Влияние Смита на декабристов было итогом продолжавшегося уже несколько десятилетий распространения его идей среди русского образованного общества. На волне либеральных веяний, распространившихся после восшествия на престол Александра I, в 1802–1806 гг. вышел первый русский перевод «Богатства народов». Перевод книги Смита был исключительно трудным делом, ведь на русском языке еще только складывалась научная экономическая терминология, система основных понятий. Тем не менее он сыграл важную роль не только в распространении идей Смита в России, но и в развитии русской экономической мысли вообще. Период 1818–1825 гг. был временем наибольшего влияния учения Смита в России. После декабрьского восстания оно попало в руки консервативных профессоров, которые вытравляли из него все смелое и острое.

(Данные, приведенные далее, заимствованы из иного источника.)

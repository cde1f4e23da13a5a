//! Comment thread parser (`div#activitymodule`).
//!
//! Each `div.issue-data-block` is one comment. A comment is kept only when
//! its author link, timestamp, and body are all present; blocks missing any
//! of them are dropped and counted. Comments are returned in document
//! order, which is not necessarily chronological.

use issue_crawler_issue_models::Comment;
use scraper::{ElementRef, Html};

use crate::select::{first, selector, trimmed_text};
use crate::timestamp::epoch_seconds;
use crate::{ParseError, Section, SectionKind};

selector!(ACTIVITY_MODULE, "div#activitymodule");
selector!(COMMENT_BLOCK, "div.issue-data-block");
selector!(AUTHOR, "a.user-hover");
selector!(TIMESTAMP, "time.livestamp");
selector!(BODY, "div.action-body");

/// Extracts every complete comment from the activity module.
///
/// # Errors
///
/// Returns [`ParseError::Malformed`] for a timestamp element without a
/// `datetime` attribute and [`ParseError::Timestamp`] if its value cannot be
/// parsed.
pub fn parse_comments(document: &Html) -> Result<Section<Vec<Comment>>, ParseError> {
    let Some(module) = document.select(&ACTIVITY_MODULE).next() else {
        log::warn!("No activity module found; the comment thread may not have rendered");
        return Ok(Section::Missing);
    };

    let mut comments = Vec::new();
    let mut skipped = 0;

    for (index, block) in module.select(&COMMENT_BLOCK).enumerate() {
        if let Some(comment) = parse_comment(block)? {
            comments.push(comment);
        } else {
            log::debug!("Dropping comment block {index}: missing author, timestamp, or body");
            skipped += 1;
        }
    }

    Ok(Section::with_skipped(comments, skipped))
}

/// Parses one comment block, returning `None` if a required part is absent.
fn parse_comment(block: ElementRef<'_>) -> Result<Option<Comment>, ParseError> {
    let (Some(author), Some(time), Some(body)) = (
        first(block, &AUTHOR),
        first(block, &TIMESTAMP),
        first(block, &BODY),
    ) else {
        return Ok(None);
    };

    let author = trimmed_text(author);
    let timestamp = time.value().attr("datetime").ok_or_else(|| {
        ParseError::malformed(
            SectionKind::Comments,
            format!("comment by '{author}' has a timestamp without a datetime attribute"),
        )
    })?;

    Ok(Some(Comment {
        epoch: epoch_seconds(timestamp)?,
        timestamp: timestamp.to_owned(),
        author,
        body: trimmed_text(body),
    }))
}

Замечательно, что это не укрылось от наблюдательности Пушкина, который ранее отразил в «Евгении Онегине» увлечение Смитом. В одном из прозаических отрывков 1829 г., который публикуется под заглавием «Роман в письмах», читаем: «Твои умозрительные и важные рассуждения принадлежат к 1818 году. В то время строгость нравов и политическая экономия были в моде. Мы являлись на балы, не снимая шпаг, – нам было неприлично танцевать и некогда заниматься дамами. Честь имею донести тебе, что это все переменилось. Французский кадриль заменил Адама Смита…».

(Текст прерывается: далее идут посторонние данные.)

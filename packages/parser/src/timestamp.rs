//! Conversion of the tracker's machine-readable timestamps to epoch seconds.

use chrono::DateTime;

use crate::ParseError;

/// Format of `datetime` attributes on the issue page, e.g.
/// `2016-12-14T14:42:08+0000`.
pub const TIMESTAMP_FORMAT: &str = "%Y-%m-%dT%H:%M:%S%z";

/// Parses a `YYYY-MM-DDTHH:MM:SS±ZZZZ` timestamp into Unix epoch seconds,
/// honoring its UTC offset.
///
/// # Errors
///
/// Returns [`ParseError::Timestamp`] if `value` does not match
/// [`TIMESTAMP_FORMAT`].
pub fn epoch_seconds(value: &str) -> Result<i64, ParseError> {
    DateTime::parse_from_str(value, TIMESTAMP_FORMAT)
        .map(|dt| dt.timestamp())
        .map_err(|source| ParseError::Timestamp {
            value: value.to_owned(),
            source,
        })
}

Пушкин был хорошо знаком и даже дружен по меньшей мере с тремя декабристами, которые оставили важный след в развитии русской экономической мысли: Николаем Тургеневым, Павлом Пестелем и Михаилом Орловым. Особенно большую роль в формировании общественных взглядов молодого Пушкина сыграл Тургенев, который считал себя учеником Смита. В книге Тургенева «Опыт теории налогов» (1818 г.) множество ссылок на Смита. Заглавие книги обманчиво, так как оно продиктовано цензурными соображениями. В действительности это была острейшая экономическая и социально-политическая критика крепостного права. Важнейшая идея, которая связывает Н. И. Тургенева со Смитом, – это идея экономической и политической свободы. Саму науку политической экономии Тургенев рассматривал как научное обоснование «конституционной свободы народов Европы».
Как и у Смита, у декабристов не было сознательной апологетики капитализма, который представлялся им строем равенства, свободы и прогресса. Лишь в виде исключения отмечали они отдельные его отрицательные стороны. Такие элементы особенно заметны у Пестеля.